Tooth Pain: Steps To Take Before Seeing An Emergency Dentist

Tooth Pain: Steps To Take Before Seeing An Emergency Dentist

October 26, 2020

Tooth pain can be incredibly inconvenient—not to mention distracting. If you’re suffering from acute tooth pain, your initial reaction will probably be to go see your emergency dentist in Calgary NE immediately. But what if you can’t make it in right away? What can you do to manage the pain until you’re able to get an appointment? Lucky for you, our experts at Sunridge Dental have all the answers you need! Keep reading to find out more about what you can do during your dental emergency.

Manage Your Pain

Pain management is important, especially when seeing your dentist immediately isn’t possible. Here are a few things you can do to help ease the pain before your appointment:

  • Salt-water rinse: This is one of the most preferred methods used by patients as a home remedy. A salt-water rinse can be an extremely effective first treatment for tooth pain.
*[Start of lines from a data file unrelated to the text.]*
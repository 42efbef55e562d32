use ethers::types::{Address, U256};

use super::network_config::TokenInfo;

#[derive(Clone, Debug, PartialEq, Eq)]
pub struct TokenBalance {
    pub token_address: Option<Address>, // None for native token
    pub symbol: String,
    pub balance: U256,
    pub decimals: u8,
    pub formatted_balance: String,
}

impl TokenBalance {
    pub fn for_token(token: &TokenInfo, balance: U256) -> Self {
        Self {
            token_address: Some(token.address),
            symbol: token.symbol.clone(),
            balance,
            decimals: token.decimals,
            formatted_balance: format_units(balance, token.decimals),
        }
    }
}

impl std::fmt::Display for TokenBalance {
    fn fmt(&self, f: &mut std::fmt::Formatter<'_>) -> std::fmt::Result {
        write!(f, "{} {}", self.formatted_balance, self.symbol)
    }
}

/// Formats a raw token amount with the given number of decimals, trimming
/// trailing zeros.
pub fn format_units(amount: U256, decimals: u8) -> String {
    let mut amount_str = amount.to_string();
    if decimals == 0 {
        return amount_str;
    }

    let decimals = decimals as usize;
    if amount_str.len() <= decimals {
        amount_str.insert_str(0, &"0".repeat(decimals - amount_str.len() + 1));
    }
    let digits = amount_str.len();
    amount_str.insert(digits - decimals, '.');

    let trimmed = amount_str.trim_end_matches('0').trim_end_matches('.');
    if trimmed.is_empty() {
        "0".to_string()
    } else {
        trimmed.to_string()
    }
}

/// Parses a decimal string in whole token units into the raw integer amount.
pub fn parse_units(amount: &str, decimals: u8) -> Option<U256> {
    let amount = amount.trim();
    let (whole, fraction) = match amount.split_once('.') {
        Some((whole, fraction)) => (whole, fraction),
        None => (amount, ""),
    };
    if whole.is_empty() && fraction.is_empty() {
        return None;
    }
    if !whole.chars().chain(fraction.chars()).all(|c| c.is_ascii_digit()) {
        return None;
    }
    if fraction.len() > decimals as usize {
        return None;
    }

    let padded = format!("{whole}{fraction:0<width$}", width = decimals as usize);
    let digits = padded.trim_start_matches('0');
    if digits.is_empty() {
        return Some(U256::zero());
    }
    U256::from_dec_str(digits).ok()
}

#[cfg(test)]
mod tests {
    use super::*;

    #[test]
    fn formats_with_decimals() {
        assert_eq!(format_units(U256::exp10(18), 18), "1");
        assert_eq!(format_units(U256::from(1_500_000u64), 6), "1.5");
        assert_eq!(format_units(U256::from(1u64), 6), "0.000001");
        assert_eq!(format_units(U256::zero(), 18), "0");
        assert_eq!(format_units(U256::from(42u64), 0), "42");
    }

    #[test]
    fn parses_whole_and_fractional_amounts() {
        assert_eq!(parse_units("1", 18), Some(U256::exp10(18)));
        assert_eq!(parse_units("0.5", 6), Some(U256::from(500_000u64)));
        assert_eq!(parse_units(".25", 2), Some(U256::from(25u64)));
        assert_eq!(parse_units("0", 18), Some(U256::zero()));
    }

    #[test]
    fn rejects_malformed_amounts() {
        assert_eq!(parse_units("", 18), None);
        assert_eq!(parse_units("abc", 18), None);
        assert_eq!(parse_units("-1", 18), None);
        assert_eq!(parse_units("0.0000001", 6), None);
        assert_eq!(parse_units(".", 6), None);
    }

    #[test]
    fn balance_displays_formatted_amount_and_symbol() {
        let token = TokenInfo {
            symbol: "USDC".to_string(),
            address: Address::repeat_byte(7),
            decimals: 6,
        };
        let balance = TokenBalance::for_token(&token, U256::from(2_500_000u64));
        assert_eq!(balance.token_address, Some(token.address));
        assert_eq!(balance.to_string(), "2.5 USDC");
    }
}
Not only does it act as a natural disinfectant, but it also does a fantastic job of loosening food particles stuck between your teeth and gums. It can also help reduce oral swelling that occurs around the affected tooth.
  • Managing the pain: If you don’t want to spend time on home remedies, we recommend going to see a pharmacy or family doctor. Pain relievers like acetaminophen and ibuprofen are perfect for short-term pain management. While it is not a permanent solution, it should accomplish enough to get you through the day—or until you manage to schedule an appointment with a dental clinic in Calgary NE.

Determine The Cause

Determining the source of your pain is important. The more information your dentist has, the easier it will be to make a diagnosis. Here are some common causes of tooth pain and what you should do before seeing your dentist in Calgary NE:

  • Lost crown: Place the crown in a safe place and call your dentist immediately.
  • Broken tooth: Rinse the broken tooth with water, apply sterilized gauze to the affected area and use an icepack to reduce swelling. You should also call a dentist immediately.
  • Lost tooth: If the tooth is whole and intact then rinse it gently but don’t clean it. Insert the tooth into the socket or transport it in a clean container of water or milk.
  • Uncontrollable bleeding: Apply firm pressure by placing a gauze on the bleeding site for 15 minutes. If the bleeding still continues then place a wet black tea bag on the site and apply firm pressure for 15-20 minutes.

Remember, the more information your dentist has, the easier things will be. Keep notes about your symptoms (descriptions and dates) to make sure you’re able to provide the most accurate information possible for a correct diagnosis.